In the early 1960s he was a legal adviser at the Lancaster House conferences in London where Kenyatta and the Kenyans worked with the UK Colonial Secretary, Reginald Maudling, and his team to develop a constitution for the country. In 2001, de Souza told the Constitution of Kenya Review Commission why he felt the Lancaster House Constitution had been a good constitutional framework, and expressed his disagreement with some subsequent changes, especially the re-introduction of detention without trial. The Ministry of Overseas Indian Affairs has described him as making "a principled exit from public life in the 70s".

De Souza was an elected member of the Kenyan Parliament even before full independence in 1963, and Deputy Speaker of the Lower House from June 1963. He left this post in 1970, spent many years in private practice, before becoming semi-retired. He was married with four grown-up children.

In 2004, he was given a Pravasi Bharatiya Samman award alongside other people honoured for their "outstanding contribution to the understanding of the Indian civilisation and for advancing India's cause abroad" at a conference opened by the Indian prime minister and organised with the aim of "bringing together the Indian Diaspora and leveraging the potential offered by the Global Indian Family".
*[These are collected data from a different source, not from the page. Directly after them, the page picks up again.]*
//! Loto core - lottery combination generation and verification
//!
//! This library resolves lottery rules from an explicit catalog, generates
//! valid combinations, and verifies combinations and whole blocks against
//! a persisted draw history.

pub mod config;
pub mod criteria;
pub mod engine;
pub mod error;
pub mod generator;
pub mod history;
pub mod rules;
pub mod storage;
pub mod types;
pub mod verifier;

pub use config::EngineConfig;
pub use criteria::{Criteria, CriteriaAudit};
pub use engine::{BlockBatch, GenerateOptions, GenerationBatch, ImportMode, ImportSummary, LotoEngine};
pub use error::{ErrorKind, ErrorPayload, LotoError, Result};
pub use generator::{generate, GeneratedBlock};
pub use history::History;
pub use rules::{LotteryRule, NumberRange, RuleCatalog};
pub use types::{Combination, Draw};
pub use verifier::{verify, verify_block, BlockEntry, CoverageSummary, EntryOutcome, VerificationReport};
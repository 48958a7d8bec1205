use crate::content::NOTIFY_BUTTON_LABEL;
use crate::controller::NotifyController;
use crate::telegram::TelegramBridge;
use leptos::*;
use std::rc::Rc;

/// The one interactive control on the page.
///
/// Only rendered once the controller exists, so the page is already
/// expanded by the time the handler can fire.
#[component]
pub fn NotifyButton(controller: Rc<NotifyController<TelegramBridge>>) -> impl IntoView {
    view! {
        <button
            class="notify-button"
            on:click=move |_| controller.register_interest()
        >
            {NOTIFY_BUTTON_LABEL}
        </button>
    }
}
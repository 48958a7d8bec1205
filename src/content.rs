/// Alert shown after the user taps the notify button
pub const NOTIFY_MESSAGE: &str = "You're on the list! We'll let you know as soon as we launch.";

pub const HEADLINE: &str = "Coming Soon";
pub const TAGLINE: &str = "We're putting the finishing touches on something new.";
pub const NOTIFY_BUTTON_LABEL: &str = "Notify me at launch";
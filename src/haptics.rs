/// Intensity of a host haptic impact.
#[derive(Debug, Clone, Copy, PartialEq, Eq)]
pub enum ImpactStyle {
    Light,
    Medium,
    Heavy,
}

/// Impact sent when the user asks to be notified
pub const NOTIFY_IMPACT: ImpactStyle = ImpactStyle::Medium;

impl ImpactStyle {
    /// Name accepted by the host's `impactOccurred`
    pub fn as_str(&self) -> &'static str {
        match self {
            ImpactStyle::Light => "light",
            ImpactStyle::Medium => "medium",
            ImpactStyle::Heavy => "heavy",
        }
    }
}
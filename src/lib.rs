pub mod bridge;
pub mod components;
pub mod content;
pub mod controller;
pub mod haptics;
pub mod logging;
pub mod pages;
pub mod telegram;
pub mod theme;

use leptos::*;
use pages::ComingSoonPage;
use telegram::TelegramBridge;
use wasm_bindgen::prelude::*;

/// Mount the application to the DOM.
///
/// Outside the host app nothing is mounted and startup fails with a
/// JS exception; there is no fallback screen.
#[wasm_bindgen(start)]
pub fn main() -> Result<(), JsValue> {
    console_error_panic_hook::set_once();
    logging::init();

    controller::launch(TelegramBridge::acquire(), |controller| {
        mount_to_body(move || view! { <ComingSoonPage controller=controller/> })
    })
    .map_err(|e| JsValue::from_str(&e.to_string()))
}
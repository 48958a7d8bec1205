mod notify_button;

pub use notify_button::NotifyButton;
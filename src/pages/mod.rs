mod coming_soon;

pub use coming_soon::ComingSoonPage;
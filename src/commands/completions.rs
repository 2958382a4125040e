//! # Completions Command
//!
//! Prints a completion script for `datacatalog-custom-entries` to stdout.
//!
//! Input and catalog file options carry a file-path hint, so shells that
//! understand hints complete paths after `--csv-file`, `--json-file` and
//! `--catalog-file`. `--color` completes to its three accepted values.
//!
//! ```bash
//! datacatalog-custom-entries completions bash > ~/.local/share/bash-completion/completions/datacatalog-custom-entries
//! datacatalog-custom-entries completions zsh > ~/.zfunc/_datacatalog-custom-entries
//! ```

use anyhow::Result;
use clap::{Args, CommandFactory};
use clap_complete::{generate, Shell};
use std::io::{self, Write};

use crate::cli::Cli;

/// Generate shell completion scripts
#[derive(Args, Debug)]
pub struct CompletionsArgs {
    /// The shell to generate completions for
    #[arg(value_enum)]
    pub shell: Shell,
}

/// Execute the `completions` command.
pub fn execute(args: CompletionsArgs) -> Result<()> {
    let mut stdout = io::stdout().lock();
    stdout.write_all(&render(args.shell))?;
    stdout.flush()?;
    Ok(())
}

/// Renders the completion script for `shell`.
fn render(shell: Shell) -> Vec<u8> {
    let mut cmd = Cli::command();
    let bin_name = cmd.get_name().to_string();
    let mut script = Vec::new();
    generate(shell, &mut cmd, bin_name, &mut script);
    script
}
//! In-memory catalog.

use super::{parent_group_path, CatalogClient, EntryFilter};
use crate::error::{Error, Result};
use crate::model::{CatalogEntry, CatalogEntryGroup};
use serde::{Deserialize, Serialize};
use std::collections::BTreeMap;
use std::sync::{Mutex, MutexGuard};

/// Serializable contents of a catalog, ordered by resource name.
#[derive(Debug, Clone, Default, PartialEq, Eq, Serialize, Deserialize)]
#[serde(rename_all = "camelCase")]
pub(crate) struct CatalogState {
    #[serde(default)]
    pub entry_groups: Vec<CatalogEntryGroup>,
    #[serde(default)]
    pub entries: Vec<CatalogEntry>,
}

#[derive(Debug, Default)]
struct Store {
    groups: BTreeMap<String, CatalogEntryGroup>,
    entries: BTreeMap<String, CatalogEntry>,
}

/// A catalog that keeps entry groups and entries in memory.
#[derive(Debug, Default)]
pub struct MemoryCatalog {
    store: Mutex<Store>,
}

impl MemoryCatalog {
    pub fn new() -> Self {
        Self::default()
    }

    /// Creates a catalog pre-populated with the given entries.
    ///
    /// The parent entry group of every entry is created as well.
    pub fn with_entries(entries: impl IntoIterator<Item = CatalogEntry>) -> Self {
        let mut store = Store::default();
        for entry in entries {
            if let Some(group_path) = parent_group_path(&entry.name) {
                store
                    .groups
                    .entry(group_path.to_string())
                    .or_insert_with(|| CatalogEntryGroup {
                        name: group_path.to_string(),
                        display_name: None,
                    });
            }
            store.entries.insert(entry.name.clone(), entry);
        }
        Self {
            store: Mutex::new(store),
        }
    }

    pub(crate) fn from_state(state: CatalogState) -> Self {
        let store = Store {
            groups: state
                .entry_groups
                .into_iter()
                .map(|group| (group.name.clone(), group))
                .collect(),
            entries: state
                .entries
                .into_iter()
                .map(|entry| (entry.name.clone(), entry))
                .collect(),
        };
        Self {
            store: Mutex::new(store),
        }
    }

    pub(crate) fn state(&self) -> Result<CatalogState> {
        let store = self.lock()?;
        Ok(CatalogState {
            entry_groups: store.groups.values().cloned().collect(),
            entries: store.entries.values().cloned().collect(),
        })
    }

    /// All entries, ordered by resource name.
    pub fn entries(&self) -> Result<Vec<CatalogEntry>> {
        Ok(self.lock()?.entries.values().cloned().collect())
    }

    /// All entry groups, ordered by resource name.
    pub fn entry_groups(&self) -> Result<Vec<CatalogEntryGroup>> {
        Ok(self.lock()?.groups.values().cloned().collect())
    }

    fn lock(&self) -> Result<MutexGuard<'_, Store>> {
        self.store.lock().map_err(|_| Error::LockPoisoned {
            context: "memory catalog store".to_string(),
        })
    }
}

impl CatalogClient for MemoryCatalog {
    fn ensure_entry_group(&self, group: &CatalogEntryGroup) -> Result<bool> {
        let mut store = self.lock()?;
        if store.groups.contains_key(&group.name) {
            return Ok(false);
        }
        store.groups.insert(group.name.clone(), group.clone());
        Ok(true)
    }

    fn get_entry(&self, name: &str) -> Result<Option<CatalogEntry>> {
        Ok(self.lock()?.entries.get(name).cloned())
    }

    fn list_entries(&self, group_name: &str, filter: &EntryFilter) -> Result<Vec<CatalogEntry>> {
        let store = self.lock()?;
        Ok(store
            .entries
            .values()
            .filter(|entry| parent_group_path(&entry.name) == Some(group_name))
            .filter(|entry| filter.matches(entry))
            .cloned()
            .collect())
    }

    fn upsert_entry(&self, entry: &CatalogEntry) -> Result<()> {
        let mut store = self.lock()?;
        let group_name = parent_group_path(&entry.name).ok_or_else(|| Error::Catalog {
            operation: "upsert_entry".to_string(),
            message: format!("invalid entry name: {}", entry.name),
        })?;
        if !store.groups.contains_key(group_name) {
            return Err(Error::Catalog {
                operation: "upsert_entry".to_string(),
                message: format!("entry group not found: {}", group_name),
            });
        }
        store.entries.insert(entry.name.clone(), entry.clone());
        Ok(())
    }

    fn delete_entry(&self, name: &str) -> Result<()> {
        let mut store = self.lock()?;
        match store.entries.remove(name) {
            Some(_) => Ok(()),
            None => Err(Error::Catalog {
                operation: "delete_entry".to_string(),
                message: format!("entry not found: {}", name),
            }),
        }
    }
}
2005 brought a different kind of publicity when a Pulitzer Prize-winning book written by Caroline Elkins, an associate professor at Harvard, quoted a "respected attorney in Nairobi", de Souza, as believing that at least one hundred thousand Kikuyu disappeared at the time of Mau Mau, in "a form of ethnic cleansing on the part of the British government". These figures have been challenged by John Darwin, a fellow of Nuffield College, and lecturer on the History of the British Commonwealth at the University of Oxford.

In December 2006, Commissioner for Non-Resident Indian affairs (Government of Goa) Eduardo Faleiro announced that de Souza would be one of the eight persons to be honoured during the Global Goans Convention. It was held from 3–5 January 2007. The awards, for the first time, were being given to "eminent non-resident Goans and persons of Goan origin."

==Personal life==
De Souza and his wife Romola had two sons (including cancer researcher Roy de Souza) and two daughters. He died on 23 March 2020 in London.